1 本件は,① 第1審判決別紙物件目録記載の建物部分(以下「本件建物部分」という。)を上告人に賃貸した被上告人が,被上告人と上告人との間における賃貸借は借地借家法(以下,単に「法」という。)38条所定の定期建物賃貸借であり,期間の満了により終了したなどと主張して,上告人に対し,本件建物部分の明渡し及び賃料相当損害金の支払を求める訴えと,② 上告人が,法38条2項所定の書面(以下「説明書面」という。)の交付及び説明がなく,上記賃貸借は定期建物賃貸借に当たらないと主張して,被上告人に対し,本件建物部分につき賃借権を有することの確認を求める訴えとが併合審理されている事案である。 
 2 原審の確定した事実関係の概要は,次のとおりである。 
  (1) 被上告人は,平成15年10月29日,上告人との間で,「定期賃貸借建物契約書」と題する契約書を取り交わし,期間を同年11月16日から平成18年3月31日まで,賃料を月額20万円として,本件建物部分につき賃貸借契約(以下「本件賃貸借」という。)を締結した。 
  (2) 本件賃貸借について,平成15年10月31日,定期建物賃貸借契約公正証書(以下「本件公正証書」という。)が作成された。本件公正証書には,被上告人が,上告人に対し,本件賃貸借は契約の更新がなく,期間の満了により終了することについて,あらかじめ,その旨記載した書面を交付して説明したことを相互に確認する旨の条項があり,その末尾には,公証人役場において本件公正証書を作成し,被上告人代表者及び上告人に閲覧させたところ,各自これを承認した旨の記載がある。 
  (3) 被上告人は,期間の満了から約11か月を経過した平成19年2月20日,上告人に対し,本件賃貸借は期間の満了により終了した旨の通知をした。 
 3 原審は,上記事実関係の下で,説明書面の交付の有無につき,本件公正証書に説明書面の交付があったことを確認する旨の条項があること,公正証書の作成に当たっては,公証人が公正証書を当事者に読み聞かせ,その内容に間違いがない旨の確認がされることからすると,本件において説明書面の交付があったと推認するのが相当であるとした上,本件賃貸借は法38条所定の定期建物賃貸借であり期間の満了により終了したと判断して,被上告人の請求を認容し,上告人の請求を棄却した。 
 4 しかしながら,原審の上記認定は是認することができない。その理由は,次のとおりである。 
 前記事実関係によれば,本件公正証書には,説明書面の交付があったことを確認する旨の条項があり,上告人において本件公正証書の内容を承認した旨の記載もある。しかし,記録によれば,現実に説明書面の交付があったことをうかがわせる証拠は,本件公正証書以外,何ら提出されていないし,被上告人は,本件賃貸借の締結に先立ち説明書面の交付があったことについて,具体的な主張をせず,単に,上告人において,本件賃貸借の締結時に,本件賃貸借が定期建物賃貸借であり,契約の更新がなく,期間の満了により終了することにつき説明を受け,また,本件公正証書作成時にも,公証人から本件公正証書を読み聞かされ,本件公正証書を閲覧することによって,上記と同様の説明を受けているから,法38条2項所定の説明義務は履行されたといえる旨の主張をするにとどまる。 

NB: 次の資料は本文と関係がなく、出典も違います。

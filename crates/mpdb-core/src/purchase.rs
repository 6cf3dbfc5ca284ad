use serde::{Deserialize, Serialize};

/// Tolerance for the `total_paid == purchase_price + shipping_cost`
/// consistency check. Monetary values are `f64` at this boundary;
/// persistence converts to exact decimals downstream.
pub const MONEY_TOLERANCE: f64 = 1e-9;

/// A purchase record normalized from a raw marketplace order, independent
/// of the originating marketplace or API shape.
#[derive(Debug, Clone, Serialize, Deserialize)]
pub struct Purchase {
    /// Deterministic dedup key, e.g. `"ebay-sonos-play5-speaker-20240101-123"`.
    ///
    /// Stable across repeated ingestion of the same logical order; the
    /// persistence layer dedups on this field.
    pub identifier: String,
    /// Marketplace the order came from (e.g., `"ebay"`).
    pub platform: String,
    pub product_name: String,
    /// Best-effort brand inferred from the title keywords; `"Unknown"` when
    /// no rule matches.
    pub brand: String,
    /// Best-effort model inferred from the title keywords; empty when no
    /// rule matches.
    pub model: String,
    /// Native order id, stored as a string to avoid precision loss on
    /// numeric upstream ids.
    pub order_id: Option<String>,
    pub transaction_id: Option<String>,
    pub item_id: Option<String>,
    /// Order timestamp exactly as resolved from the source, ISO-8601 when
    /// the source provides one. Empty when the source has no usable date.
    pub order_date: String,
    /// Date-only prefix of `order_date` (`"YYYY-MM-DD"`), empty when
    /// `order_date` is empty.
    pub purchase_date: String,
    pub seller_username: String,
    pub seller_id: Option<String>,
    /// Never empty: a single item is synthesized from order-level fields
    /// when the source exposes no item detail.
    pub line_items: Vec<LineItem>,
    pub purchase_price: f64,
    /// Always `purchase_price + shipping_cost`.
    pub total_paid: f64,
    pub shipping_cost: f64,
    /// Fulfillment state as reported by the source (e.g., `"FULFILLED"`);
    /// `"unknown"` when absent.
    pub delivery_status: String,
    pub tracking_ref: Option<String>,
    pub carrier: Option<String>,
    pub shipped_time: Option<String>,
    /// Integration that produced the raw payload; matches `platform` for
    /// first-party integrations.
    pub source: String,
    /// ISO-8601 timestamp of when this record was assembled.
    pub created_at: String,
    /// Order lifecycle state (e.g., `"completed"`).
    pub status: String,
    /// Sum of line-item quantities.
    pub quantity: u32,
}

impl Purchase {
    /// Returns the number of line items on this purchase.
    #[must_use]
    pub fn item_count(&self) -> usize {
        self.line_items.len()
    }

    /// Returns the sum of line-item quantities.
    #[must_use]
    pub fn total_quantity(&self) -> u32 {
        self.line_items.iter().map(|item| item.quantity).sum()
    }

    /// Returns `true` when `total_paid` equals `purchase_price +
    /// shipping_cost` within [`MONEY_TOLERANCE`].
    #[must_use]
    pub fn totals_are_consistent(&self) -> bool {
        (self.total_paid - (self.purchase_price + self.shipping_cost)).abs() < MONEY_TOLERANCE
    }
}

/// One purchased SKU/quantity/price tuple within a raw order.
#[derive(Debug, Clone, Serialize, Deserialize)]
pub struct LineItem {
    pub product_name: String,
    /// Source SKU or item id; empty when the source exposes neither.
    pub sku: String,
    /// Always at least 1.
    pub quantity: u32,
    pub unit_price: f64,
    /// Explicit item total when the source provides one, otherwise
    /// `unit_price * quantity`.
    pub total_price: f64,
}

 これらの事情に照らすと,被上告人は,本件賃貸借の締結に先立ち説明書面の交付があったことにつき主張立証をしていないに等しく,それにもかかわらず,単に,本件公正証書に上記条項があり,上告人において本件公正証書の内容を承認していることのみから,法38条2項において賃貸借契約の締結に先立ち契約書とは別に交付するものとされている説明書面の交付があったとした原審の認定は,経験則又は採証法則に反するものといわざるを得ない。 
 5 以上によれば,原審の判断には,判決に影響を及ぼすことが明らかな違法がある。論旨はこの趣旨をいうものとして理由があり,その余の点について判断するまでもなく,原判決は破棄を免れない。そこで,更に審理を尽くさせるため,本件を原審に差し戻すこととする。 
 よって,裁判官全員一致の意見で,主文のとおり判決する。